Secara keseluruhan, saya begitu menikmati kisah perjalanan Gilang yang penuh drama dan pelajaran hidup dalam novel ini. Dan bagi siapa pun yang ingin merenungkan kembali makna keluarga terutama tentang ayah dan ibu, novel ini bisa jadi rekomendasi untuk dibaca.

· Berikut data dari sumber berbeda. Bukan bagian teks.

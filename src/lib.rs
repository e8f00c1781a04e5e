use std::{
    io,
    path::{Path, PathBuf},
    rc::Rc,
};

use tracing::{debug, error};

use crate::{
    analyze::Error,
    symbols::SymbolTable,
    synthesize::{Program, out::Output},
};

pub mod analyze;
pub mod pass;
pub mod symbols;
pub mod synthesize;

#[derive(Debug, thiserror::Error)]
pub enum BuildError {
    #[error("couldn't read {}", path.display())]
    Read {
        path: PathBuf,
        #[source]
        source: io::Error,
    },
    #[error("couldn't write {}", path.display())]
    Write {
        path: PathBuf,
        #[source]
        source: io::Error,
    },
    #[error("assembly failed: {0}")]
    Assembly(#[from] Error),
}

#[derive(Default)]
pub struct Assembler<O: Output> {
    output: O,
}

impl<O: Output> Assembler<O> {
    /// Assembles the file at `path` and writes the result to `out_path`.
    ///
    /// Diagnostics for assembly errors are printed to stderr. Nothing is written unless the whole
    /// program assembles.
    pub fn assemble(
        &self,
        path: impl AsRef<Path>,
        out_path: impl AsRef<Path>,
    ) -> Result<Program, BuildError> {
        let path = path.as_ref();
        let out_path = out_path.as_ref();

        let source = std::fs::read_to_string(path).map_err(|source| BuildError::Read {
            path: path.to_owned(),
            source,
        })?;

        let source_name = Rc::new(
            path.file_name()
                .map(|s| s.to_string_lossy().into_owned())
                .unwrap_or(String::from("unknown")),
        );

        let program = match self.assemble_source(&source) {
            Ok(program) => program,
            Err(e) => {
                if let Err(io_err) = e.eprint(source_name, &source) {
                    error!(%io_err, "couldn't print diagnostic");
                }
                return Err(e.into());
            }
        };

        debug!(path = %out_path.display(), "writing output");
        self.output
            .write(&program, out_path)
            .map_err(|source| BuildError::Write {
                path: out_path.to_owned(),
                source,
            })?;

        Ok(program)
    }

    /// Runs both passes over `source`.
    pub fn assemble_source(&self, source: &str) -> Result<Program, Error> {
        let mut symbols = SymbolTable::seed();

        let instructions = pass::define_labels(source, &mut symbols)?;
        debug!(instructions, labels = symbols.labels(), "labels collected");

        pass::generate(source, &mut symbols)
    }
}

Nah, sekian ulasan saya untuk novel Janji Untuk Ayah ini. Terakhir, jaga kesehatan dan jangan lupa membaca buku!



Catatan:

  • Kita merasa takut bukan karena tidak bisa. Kita merasa takut karena tidak biasa (hal. 50)
  • Kalau tak bisa buat orang bahagia, paling tidak jangan sakiti hatinya (hal. 61)
  • Hidup yang damai, dimulai dengan menerima hal-hal yang enggak bisa kita ubah (hal. 77)
  • Kita punya tujuan besar, tapi kita breakdown tujuan itu jadi langkah-langkah yang lebih kecil. Langkah-langkah yang mudah dicapai (hal. 80)
  • Sesuatu bernilai tinggi bukan hanya karena bentuknya. Tetapi juga perjuangan untuk mendapatkannya (hal. 86)
  • Dalam hidup ini, seenggaknya kita harus punya tiga hal ini: kebebasan untuk memilih, keberanian untuk menggeleng, dan nyali untuk melawan (hal. 90)
  • Kita kita memang harus berjalan sendiri, tanpa punya banyak pilihan. Tapi, percayalah, tak pernah ada manusia yang benar-benar sendiri (hal. 96)
  • Hidup itu sebenarnya sederhana, yang hebat-hebat cuma tafsirannya (hal. 117)
  • Setahu saya, rasa takut tidak akan membuat kematian berhenti datang. Rasa takut justru membuatmu berhenti hidup (hal. 124)
  • Untung rugi dalam hidup, menurutku, adalah tentang seberapa optimal kita menggunakan waktu yang Tuhan kasih (hal. 130)
  • Momen ketika kita kehilangan segalanya, kadang adalah momen untuk menemukan diri sendiri (hal. 148)

2 komentar:

  1. Kalau baca resensinya sepertinya novel ini enak dibaca dan ceritanya dekat dengan kenyataan

    BalasHapus
    Balasan
    1. Betul, Kang, ceritanya relate karena bahas hubungan anak dan orang tua. Pasti gambang terhubung antara cerita dan pembacanya.